Abstract Background Carbapenems are a class of β-lactam antibiotics which include imipenem, meropenem and ertapenem. More recently, a new oral carbapenem (faropenem) have been marketed in a limited number of countries (in particular, India and Japan). Emerging evidence demonstrates that they target the mycobacterial cell wall, providing an alternative treatment for multidrug-resistant (MDR) and extensively drug-resistant (XDR) tuberculosis (TB), where options are limited. Compared with imipenem and meropenem (both only available as intravenous formulations), ertapenem (once daily administration) and faropenem (oral) are much more attractive alternatives for ambulatory or homecare treatment. However, there is a paucity of data on their efficacy against M. tuberculosis. The aim of this project was to test the in vitro activity of ertapenem and faropenem (with and without the addition of amoxicillin/clavulanate) against different clinical isolates of M. tuberculosis and the reference strain H37RV, to better understand their potential role as additional antibiotics in the management of drug-resistant TB. Methods Twenty isolates in total (19 clinical isolates, including MDR and XDR strains, plus H37Rv) were tested against different concentrations of ertapenem and faropenem (with and without the addition of amoxicillin/clavulanate).
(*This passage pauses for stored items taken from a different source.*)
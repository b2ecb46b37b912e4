use axum::{
    extract::{Path, State},
    http::StatusCode,
    Json,
};
use axum_extra::extract::WithRejection;
use shared::utils::auth::{AuthClient, AuthUser};

use crate::{
    booking_coordinator,
    config::AppState,
    domain::session::Session,
    error::{AppError, AppResult},
    repositories::session_repo,
};

// Book slot untuk client yang login
#[utoipa::path(
    post,
    path = "/sessions/book/{slot_id}",
    tag = "sessions",
    security(("bearer_auth" = [])),
    params(("slot_id" = i32, Path, description = "Slot ID")),
    responses(
        (status = 201, description = "Session created", body = Session),
        (status = 404, description = "Slot not found"),
        (status = 409, description = "Slot no longer available"),
    )
)]
pub async fn book_slot(
    AuthClient(user): AuthClient,
    State(state): State<AppState>,
    WithRejection(Path(slot_id), _): WithRejection<Path<i32>, AppError>,
) -> AppResult<(StatusCode, Json<Session>)> {
    let session = booking_coordinator::book_slot(&state.store, slot_id, user.user_id).await?;
    Ok((StatusCode::CREATED, Json(session)))
}

// Session milik caller, sebagai client atau specialist sesuai role
#[utoipa::path(
    get,
    path = "/sessions/my",
    tag = "sessions",
    security(("bearer_auth" = [])),
    responses(
        (status = 200, description = "Caller's sessions", body = Vec<Session>),
    )
)]
pub async fn my_sessions(
    user: AuthUser,
    State(state): State<AppState>,
) -> AppResult<Json<Vec<Session>>> {
    let sessions = if user.is_specialist() {
        session_repo::find_sessions_by_specialist(&state.db, user.user_id).await?
    } else {
        session_repo::find_sessions_by_client(&state.db, user.user_id).await?
    };

    Ok(Json(sessions))
}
Susceptibility testing was performed using two different methods (BACTEC960 and broth microdilution). A degradation assay was also performed to evaluate the stability of ertapenem. Results Eighteen out of 20 samples were resistant to the highest concentration of ertapenem tested (including the addition of amoxicillin/clavulanate). Half of the samples tested showed some degree of susceptibility to faropenem and the addition of amoxicillin/clavulanate further reduced the MIC level in seven isolates. Conclusion The results from this project have highlighted a significant level of in vitro resistance to ertapenem, whilst the clinical isolates have shown different degrees of susceptibility to faropenem. Although promising agents (in particular, faropenem), carbapenems will remain a third line choice to be used only in cases of XDR TB. There is currently no evidence to prefer the use of ertapenem despite its once daily administration. Disclosures All authors: No reported disclosures.